Vabbè...li potremmo restare senza stelle



*Rossana* ha detto:


> Il culo di Etta.


Ussignore


----------



## omicron (26 Agosto 2022)

CIRCE74 ha detto:


> Vabbè...li potremmo restare senza stelle


sono una donna materiale


----------



## ologramma (26 Agosto 2022)

*Rossana* ha detto:


> Il culo di Etta.


be non mi dispiacerebbe come desiderio


----------



## CIRCE74 (26 Agosto 2022)

omicron ha detto:


> sono una donna materiale


Anche io


----------



## CIRCE74 (26 Agosto 2022)

ologramma ha detto:


> be non mi dispiacerebbe come desiderio


Olo via fai il bravo


----------



## ologramma (26 Agosto 2022)

CIRCE74 ha detto:


> Olo via fai il bravo


rossana mi ha stuzzicato la mente , dato che li tutto tace può essere un desiderio inespresso , hai visto mai se non è zuppa è pan bagnato ?


----------



## Foglia (26 Agosto 2022)

CIRCE74 ha detto:


> Mentre ero al telefono con una mia amica ho guardato il cielo e mi è capitato di vedere cadere una stella, oltretutto bellissima, e d'istinto l'ho detto alla persona con cui ero in chiamata e lei mi ha detto di esprimere un desiderio...sul momento mi sono resa conto di non avere niente da chiedere e mi sono sentita fortunata... evidentemente la mia vita al momento va bene così com'è...voi come siete messi a desideri?


Ma beata te!
Io ne ho diversi  .


----------



## CIRCE74 (26 Agosto 2022)

Foglia ha detto:


> Ma beata te!
> Io ne ho diversi  .


Vai....sfogati...raccontaceli


----------



## Foglia (26 Agosto 2022)

CIRCE74 ha detto:


> Vai....sfogati...raccontaceli


Nooooo.... 
Li lasciamo tra le stelle 
Se poi qualcuno dovesse cadere giù ve lo dico


----------



## ologramma (26 Agosto 2022)

Foglia ha detto:


> Nooooo....
> Li lasciamo tra le stelle
> Se poi qualcuno dovesse cadere giù ve lo dico


a fò , altro proverbio :il troppo storpia .
per dire non esprimerne parecchi ma pochi e buoni


----------



## Nono (26 Agosto 2022)

CIRCE74 ha detto:


> Mentre ero al telefono con una mia amica ho guardato il cielo e mi è capitato di vedere cadere una stella, oltretutto bellissima, e d'istinto l'ho detto alla persona con cui ero in chiamata e lei mi ha detto di esprimere un desiderio...sul momento mi sono resa conto di non avere niente da chiedere e mi sono sentita fortunata... evidentemente la mia vita al momento va bene così com'è...voi come siete messi a desideri?

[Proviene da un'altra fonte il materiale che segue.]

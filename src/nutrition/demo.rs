//! Demo data synthesis
//!
//! Generates a plausible day-by-day series when a range has no logged meals.
//! Weekends skew toward more calories, carbs and fat, and use a different
//! meal-type split than weekdays.

use chrono::{Datelike, Duration, NaiveDate, Weekday};
use rand::Rng;
use serde::{Deserialize, Serialize};

use super::types::{DailyTotal, GoalRecord, MealType, Nutrition};

/// Trailing window used when a range bound is missing
pub const DEFAULT_WINDOW_DAYS: i64 = 30;

/// Baseline when there is no goal to vary around
pub const DEFAULT_TARGETS: Nutrition = Nutrition::new(2000.0, 120.0, 250.0, 70.0);

/// Per-day-kind generation parameters
struct DayProfile {
    /// Symmetric variation applied to every macro
    variation: f64,
    calorie_factor: f64,
    carbs_factor: f64,
    fat_factor: f64,
    /// Calorie share per meal type before jitter
    shares: [(MealType, f64); 4],
    /// Jitter factor is drawn from `jitter_low..jitter_low + jitter_width`
    jitter_low: f64,
    jitter_width: f64,
}

const WEEKDAY: DayProfile = DayProfile {
    variation: 0.15,
    calorie_factor: 1.0,
    carbs_factor: 1.0,
    fat_factor: 1.0,
    shares: [
        (MealType::Breakfast, 0.20),
        (MealType::Lunch, 0.35),
        (MealType::Dinner, 0.30),
        (MealType::Snack, 0.15),
    ],
    jitter_low: 0.95,
    jitter_width: 0.10,
};

const WEEKEND: DayProfile = DayProfile {
    variation: 0.20,
    calorie_factor: 1.10,
    carbs_factor: 1.15,
    fat_factor: 1.20,
    shares: [
        (MealType::Breakfast, 0.30),
        (MealType::Lunch, 0.40),
        (MealType::Dinner, 0.25),
        (MealType::Snack, 0.05),
    ],
    jitter_low: 0.95,
    jitter_width: 0.15,
};

pub fn is_weekend(date: NaiveDate) -> bool {
    matches!(date.weekday(), Weekday::Sat | Weekday::Sun)
}

/// Inclusive calendar range
#[derive(Debug, Clone, Copy, PartialEq, Eq, Serialize, Deserialize)]
pub struct DateRange {
    pub start: NaiveDate,
    pub end: NaiveDate,
}

impl DateRange {
    /// Fill in a missing bound with the trailing window ending `today`, and
    /// swap reversed bounds.
    pub fn resolve(start: Option<NaiveDate>, end: Option<NaiveDate>, today: NaiveDate) -> Self {
        match (start, end) {
            (Some(start), Some(end)) if start > end => Self { start: end, end: start },
            (Some(start), Some(end)) => Self { start, end },
            _ => Self {
                start: today - Duration::days(DEFAULT_WINDOW_DAYS - 1),
                end: today,
            },
        }
    }

    pub fn contains(&self, date: NaiveDate) -> bool {
        self.start <= date && date <= self.end
    }

    pub fn days(&self) -> impl Iterator<Item = NaiveDate> {
        let end = self.end;
        self.start.iter_days().take_while(move |d| *d <= end)
    }

    pub fn len(&self) -> usize {
        ((self.end - self.start).num_days() + 1).max(0) as usize
    }

    pub fn is_empty(&self) -> bool {
        self.start > self.end
    }
}

/// The active goal's targets, falling back per field to [`DEFAULT_TARGETS`]
/// where a target is not set.
pub fn baseline_targets(goal: Option<&GoalRecord>) -> Nutrition {
    let Some(goal) = goal else {
        return DEFAULT_TARGETS;
    };
    let pick = |value: f64, fallback: f64| {
        if value.is_finite() && value > 0.0 {
            value
        } else {
            fallback
        }
    };
    let t = &goal.targets;
    Nutrition {
        calories: pick(t.calories, DEFAULT_TARGETS.calories),
        protein: pick(t.protein, DEFAULT_TARGETS.protein),
        carbs: pick(t.carbs, DEFAULT_TARGETS.carbs),
        fat: pick(t.fat, DEFAULT_TARGETS.fat),
    }
}

/// Generate one day around `baseline`
pub fn synthesize_day<R: Rng>(date: NaiveDate, baseline: &Nutrition, rng: &mut R) -> DailyTotal {
    let profile = if is_weekend(date) { &WEEKEND } else { &WEEKDAY };
    let v = profile.variation;
    let mut vary = |factor: f64| rng.gen_range(-v..v) * factor;

    let nutrition = Nutrition {
        calories: (baseline.calories * (1.0 + vary(profile.calorie_factor))).round(),
        protein: (baseline.protein * (1.0 + vary(1.0))).round(),
        carbs: (baseline.carbs * (1.0 + vary(profile.carbs_factor))).round(),
        fat: (baseline.fat * (1.0 + vary(profile.fat_factor))).round(),
    };

    let jittered: Vec<(MealType, f64)> = profile
        .shares
        .iter()
        .map(|(meal_type, share)| {
            let jitter = profile.jitter_low + rng.gen::<f64>() * profile.jitter_width;
            (*meal_type, baseline.calories * share * jitter)
        })
        .collect();

    DailyTotal {
        date,
        nutrition,
        meal_types: reconcile(jittered, nutrition.calories).into_iter().collect(),
    }
}

/// Scale the breakdown to `total`, round each entry, and put the rounding
/// residual on the largest entry so the entries sum to exactly `total`.
fn reconcile(breakdown: Vec<(MealType, f64)>, total: f64) -> Vec<(MealType, f64)> {
    let raw_sum: f64 = breakdown.iter().map(|(_, kcal)| kcal).sum();
    let ratio = if raw_sum > 0.0 { total / raw_sum } else { 0.0 };

    let mut scaled: Vec<(MealType, f64)> = breakdown
        .into_iter()
        .map(|(t, kcal)| (t, (kcal * ratio).round()))
        .collect();

    let residual = total - scaled.iter().map(|(_, kcal)| kcal).sum::<f64>();
    if let Some(largest) = scaled.iter_mut().max_by(|a, b| a.1.total_cmp(&b.1)) {
        largest.1 += residual;
    }
    scaled
}

/// One synthetic day per calendar day in `range`, inclusive
pub fn synthesize<R: Rng>(range: &DateRange, baseline: &Nutrition, rng: &mut R) -> Vec<DailyTotal> {
    let days: Vec<DailyTotal> = range.days().map(|d| synthesize_day(d, baseline, rng)).collect();
    tracing::info!(
        start = %range.start,
        end = %range.end,
        days = days.len(),
        "synthesized demo nutrition data"
    );
    days
}

#[cfg(test)]
mod tests {
    use super::*;
    use rand::rngs::StdRng;
    use rand::SeedableRng;

    fn date(s: &str) -> NaiveDate {
        NaiveDate::parse_from_str(s, "%Y-%m-%d").unwrap()
    }

    #[test]
    fn test_resolve_range() {
        let today = date("2025-03-31");

        let swapped = DateRange::resolve(Some(date("2025-03-10")), Some(date("2025-03-01")), today);
        assert_eq!(swapped.start, date("2025-03-01"));
        assert_eq!(swapped.end, date("2025-03-10"));
        assert_eq!(swapped.len(), 10);

        let trailing = DateRange::resolve(Some(date("2025-03-10")), None, today);
        assert_eq!(trailing.end, today);
        assert_eq!(trailing.start, date("2025-03-02"));
        assert_eq!(trailing.days().count(), 30);
    }

    #[test]
    fn test_baseline_targets() {
        assert_eq!(baseline_targets(None), DEFAULT_TARGETS);

        let goal = GoalRecord {
            id: 1,
            user_id: 1,
            name: None,
            targets: Nutrition::new(1800.0, 0.0, 200.0, 60.0),
            is_active: true,
            start_date: None,
            end_date: None,
            created_at: String::new(),
        };
        assert_eq!(baseline_targets(Some(&goal)), Nutrition::new(1800.0, 120.0, 200.0, 60.0));
    }

    #[test]
    fn test_single_saturday_breakdown_is_exact() {
        let saturday = date("2025-03-01");
        let range = DateRange::resolve(Some(saturday), Some(saturday), saturday);
        let mut rng = StdRng::seed_from_u64(7);

        let days = synthesize(&range, &Nutrition::new(2000.0, 120.0, 250.0, 70.0), &mut rng);
        assert_eq!(days.len(), 1);
        let day = &days[0];
        assert_eq!(day.date, saturday);
        assert_eq!(day.meal_types.len(), 4);
        assert_eq!(day.breakdown_total(), day.nutrition.calories);
    }

    #[test]
    fn test_series_stays_within_variation() {
        let range = DateRange::resolve(Some(date("2025-01-01")), Some(date("2025-03-31")), date("2025-03-31"));
        let mut rng = StdRng::seed_from_u64(42);
        let baseline = DEFAULT_TARGETS;

        let days = synthesize(&range, &baseline, &mut rng);
        assert_eq!(days.len(), range.len());

        for day in &days {
            assert!(range.contains(day.date));
            assert_eq!(day.breakdown_total(), day.nutrition.calories);
            assert!(day.meal_types.values().all(|kcal| *kcal >= 0.0));

            // weekend calories: ±20% × 1.1 = ±22%
            let (cal_bound, fat_bound) = if is_weekend(day.date) { (0.22, 0.24) } else { (0.15, 0.15) };
            let cal_dev = (day.nutrition.calories / baseline.calories - 1.0).abs();
            let fat_dev = (day.nutrition.fat / baseline.fat - 1.0).abs();
            assert!(cal_dev <= cal_bound + 0.001, "{} calories out of range", day.date);
            assert!(fat_dev <= fat_bound + 0.01, "{} fat out of range", day.date);
        }
    }

    #[test]
    fn test_weekend_skews_each_macro_by_its_factor() {
        let baseline = Nutrition::new(1e9, 1e9, 1e9, 1e9);
        let deviation = |value: f64, raw: f64, factor: f64| {
            assert_eq!(value, (1e9 * (1.0 + raw * factor)).round());
        };

        for seed in [1, 7, 99, 2024] {
            let mut expected = StdRng::seed_from_u64(seed);
            let raw: Vec<f64> = (0..4).map(|_| expected.gen_range(-0.20..0.20)).collect();
            let day = synthesize_day(date("2025-03-01"), &baseline, &mut StdRng::seed_from_u64(seed));
            deviation(day.nutrition.calories, raw[0], 1.10);
            deviation(day.nutrition.protein, raw[1], 1.0);
            deviation(day.nutrition.carbs, raw[2], 1.15);
            deviation(day.nutrition.fat, raw[3], 1.20);

            let mut expected = StdRng::seed_from_u64(seed);
            let raw: Vec<f64> = (0..4).map(|_| expected.gen_range(-0.15..0.15)).collect();
            let day = synthesize_day(date("2025-03-03"), &baseline, &mut StdRng::seed_from_u64(seed));
            deviation(day.nutrition.calories, raw[0], 1.0);
            deviation(day.nutrition.protein, raw[1], 1.0);
            deviation(day.nutrition.carbs, raw[2], 1.0);
            deviation(day.nutrition.fat, raw[3], 1.0);
        }
    }

    #[test]
    fn test_reconcile_handles_zero_total() {
        let out = reconcile(vec![(MealType::Lunch, 500.0), (MealType::Dinner, 300.0)], 0.0);
        assert!(out.iter().all(|(_, kcal)| *kcal == 0.0));
    }
}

Io avrei solo l'imbarazzo della scelta


----------



## CIRCE74 (26 Agosto 2022)

Nono ha detto:


> Io avrei solo l'imbarazzo della scelta


Tipo? Dai che stamani si regalano sogni


----------



## ologramma (26 Agosto 2022)

CIRCE74 ha detto:


> Tipo? Dai che stamani si regalano sogni


allora vengo  su  per sognare


----------



## Foglia (26 Agosto 2022)

ologramma ha detto:


> a fò , altro proverbio :il troppo storpia .
> per dire non esprimerne parecchi ma pochi e buoni


Ma infatti lasciamoli nell'iperuranio, se poi riuscissi a portarli giù dalle stelle userò il detto "troppa Grazia, Sant'Antonio


----------



## CIRCE74 (26 Agosto 2022)

Foglia ha detto:


> Nooooo....
> Li lasciamo tra le stelle
> Se poi qualcuno dovesse cadere giù ve lo dico


Ok...allora aspettiamo...ma ti avverto...i desideri restano tali se aspettiamo che cadano dalle stelle...


----------



## Brunetta (26 Agosto 2022)

Nipotini


----------



## ologramma (26 Agosto 2022)

Brunetta ha detto:


> Nipotini


desiderio avverato , peccato due mancanze sssssssssssssssssssssssssssssssss non devono sapere che lo l'ho saputo


----------



## patroclo (26 Agosto 2022)

Ieri sera, dopo un'abbondante frittura di pesce, ero seduto a fumare su una panchina davanti ad un laghetto e mi è sembrato di vedere una stella cadente e ho espresso un desiderio ...un pompino lì seduta stante, mi hanno passato una canna.

Vedi cosa succede a frequentare noiosi maschi etero


----------



## Foglia (26 Agosto 2022)

CIRCE74 ha detto:


> Ok...allora aspettiamo...ma ti avverto...i desideri restano tali se aspettiamo che cadano dalle stelle...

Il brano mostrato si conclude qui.